Eventually, Mikey loses the cops, stashes the truck, and rescues Klunk from the back, but he's still left with one pretty big problem: What the heck do you do with a truckload of stolen Little Orphan Aliens™?

The obvious answer is to just hand them over to the cops, but as Michelangelo realizes --- and as April O'Neil confirms when he asks her about it --- if he does that, they'll just be impounded as evidence, and the kids at the orphanage won't be any better off than they would've been if the robbers had gotten away. Sure, they'll have the moral high ground, but try explaining that to a kid who wakes up on Christmas morning to find a Little Orphan Alien™-shaped hole under the tree and let me know how that works out for you.

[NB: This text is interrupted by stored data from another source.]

//! Save endpoint abstraction.
//!
//! This module defines the `SaveEndpoint` trait so the saver can be driven
//! against a real server or a scripted mock without changing its logic.

use std::time::Duration;

use async_trait::async_trait;
use chrono::{DateTime, Utc};
use reqwest::multipart::{Form, Part};
use serde::Deserialize;
use url::Url;

use crate::error::{Result, SaveError};
use crate::form::FieldValue;
use crate::request::{SaveAck, SaveKind, SaveOutcome, SaveRequest};

/// Longest server message carried into a `Rejected` reason.
const MAX_REASON_LEN: usize = 200;

/// Trait for persisting a form snapshot.
///
/// Implementations must not retry; a failed save is reported once and the
/// next edit or submit tries again.
#[async_trait]
pub trait SaveEndpoint: Send + Sync {
    /// Send one save request and wait for its outcome.
    async fn save(&self, request: &SaveRequest) -> SaveOutcome;
}

// ============================================================================
// Production Implementation using reqwest
// ============================================================================

/// Posts snapshots as `multipart/form-data`, the way the browser form does.
#[derive(Clone)]
pub struct ReqwestSaveEndpoint {
    client: reqwest::Client,
    url: Url,
    csrf_token: Option<String>,
}

#[derive(Debug, Default, Deserialize)]
struct AckBody {
    /// `false` when the server answered 200 but declined the save
    success: Option<bool>,
    saved_at: Option<DateTime<Utc>>,
}

#[derive(Debug, Default, Deserialize)]
struct RejectBody {
    message: Option<String>,
    error: Option<String>,
}

impl ReqwestSaveEndpoint {
    pub fn new(url: Url, timeout: Duration, csrf_token: Option<String>) -> Result<Self> {
        let client = reqwest::Client::builder().timeout(timeout).build()?;
        Ok(Self {
            client,
            url,
            csrf_token,
        })
    }

    fn build_form(&self, request: &SaveRequest) -> std::result::Result<Form, SaveError> {
        let mut form = Form::new();

        for (name, value) in request.snapshot.iter() {
            form = match value {
                FieldValue::Text(text) => form.text(name.to_string(), text.clone()),
                FieldValue::Choice(choice) => form.text(name.to_string(), choice.clone().unwrap_or_default()),
                FieldValue::File(None) => form,
                FieldValue::File(Some(attachment)) => {
                    let part = Part::bytes(attachment.data.to_vec())
                        .file_name(attachment.file_name.clone())
                        .mime_str(&attachment.content_type)
                        .map_err(|e| SaveError::Rejected {
                            status: None,
                            reason: format!("Cannot send {}: {}", attachment.file_name, e),
                        })?;
                    form.part(name.to_string(), part)
                }
            };
        }

        if let Some(token) = &self.csrf_token {
            form = form.text("csrf_token", token.clone());
        }

        form = match request.kind {
            SaveKind::AutoSave => form.text("auto_save", "true"),
            SaveKind::Submit(intent) => form.text(intent.form_field(), "1"),
        };

        Ok(form)
    }
}

#[async_trait]
impl SaveEndpoint for ReqwestSaveEndpoint {
    #[tracing::instrument(skip(self, request), fields(form_id = %request.form_id, seq = request.seq, kind = %request.kind))]
    async fn save(&self, request: &SaveRequest) -> SaveOutcome {
        let form = self.build_form(request)?;

        tracing::debug!(url = %self.url, fields = request.snapshot.len(), "Sending save request");

        let mut req = self.client.post(self.url.clone()).multipart(form);
        if let Some(token) = &self.csrf_token {
            req = req.header("X-CSRFToken", token);
        }

        let response = req.send().await.map_err(|e| {
            tracing::warn!(url = %self.url, error = %e, "Save request failed");
            SaveError::NetworkFailure { message: e.to_string() }
        })?;

        let status = response.status();
        let body = response.text().await.map_err(|e| SaveError::NetworkFailure {
            message: format!("Failed to read response body: {e}"),
        })?;

        if status.is_success() {
            let ack = serde_json::from_str::<AckBody>(&body).unwrap_or_default();

            if ack.success == Some(false) {
                let reason = rejection_reason(&body).unwrap_or_else(|| "Save failed".to_string());
                tracing::warn!(status = status.as_u16(), reason = %reason, "Save declined by server");
                return Err(SaveError::Rejected {
                    status: Some(status.as_u16()),
                    reason,
                });
            }

            let saved_at = ack.saved_at.unwrap_or_else(Utc::now);
            tracing::info!(status = status.as_u16(), %saved_at, "Save acknowledged");
            return Ok(SaveAck { saved_at });
        }

        let reason = rejection_reason(&body).unwrap_or_else(|| status.canonical_reason().unwrap_or("Save failed").to_string());

        tracing::warn!(status = status.as_u16(), reason = %reason, "Save rejected by server");
        Err(SaveError::Rejected {
            status: Some(status.as_u16()),
            reason,
        })
    }
}

/// Pull a displayable message out of an error body: a JSON `message` or
/// `error` field, or the body text itself.
fn rejection_reason(body: &str) -> Option<String> {
    let body = body.trim();
    if body.is_empty() {
        return None;
    }

    let reason = match serde_json::from_str::<RejectBody>(body) {
        Ok(parsed) => parsed.message.or(parsed.error)?,
        Err(_) => body.to_string(),
    };

    Some(reason.chars().take(MAX_REASON_LEN).collect())
}

// ============================================================================
// Test/Mock Implementation
// ============================================================================

use parking_lot::Mutex;
use std::collections::VecDeque;
use std::sync::Arc;

/// Mock endpoint for testing.
///
/// Records every request and answers with scripted outcomes in FIFO order,
/// acknowledging with the current time once the script runs out. An optional
/// latency keeps each request in flight for a fixed time.
#[derive(Clone, Default)]
pub struct MockSaveEndpoint {
    outcomes: Arc<Mutex<VecDeque<SaveOutcome>>>,
    calls: Arc<Mutex<Vec<MockCall>>>,
    latency: Arc<Mutex<Duration>>,
}

/// Record of a request made to the mock endpoint.
#[derive(Debug, Clone)]
pub struct MockCall {
    pub request: SaveRequest,
    pub received_at: tokio::time::Instant,
}

impl MockSaveEndpoint {
    pub fn new() -> Self {
        Self::default()
    }

    /// Queue the outcome for the next unanswered request.
    pub fn push_outcome(&self, outcome: SaveOutcome) {
        self.outcomes.lock().push_back(outcome);
    }

    pub fn set_latency(&self, latency: Duration) {
        *self.latency.lock() = latency;
    }

    pub fn get_calls(&self) -> Vec<MockCall> {
        self.calls.lock().clone()
    }

    pub fn requests(&self) -> Vec<SaveRequest> {
        self.calls.lock().iter().map(|c| c.request.clone()).collect()
    }

    pub fn call_count(&self) -> usize {
        self.calls.lock().len()
    }
}

#[async_trait]
impl SaveEndpoint for MockSaveEndpoint {
    async fn save(&self, request: &SaveRequest) -> SaveOutcome {
        self.calls.lock().push(MockCall {
            request: request.clone(),
            received_at: tokio::time::Instant::now(),
        });

        let latency = *self.latency.lock();
        if !latency.is_zero() {
            tokio::time::sleep(latency).await;
        }

        let scripted = self.outcomes.lock().pop_front();
        scripted.unwrap_or_else(|| Ok(SaveAck { saved_at: Utc::now() }))
    }
}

Obviously, there's only one thing to do, and it will require all of their cunning and ninja skill. It's time to play Santa.



Thus, Christmas is saved, and a bunch of kids get to spend the rest of their lives assuring their peers that Santa is real and that his elves are weird little green people with gigantic torsos who smell like pepperoni and sewer.

Admittedly, it might not be the most festive story, what with all the car chases and fistfights, but hey. It worked out better than when they went back in time and accidentally killed all the dinosaurs, right?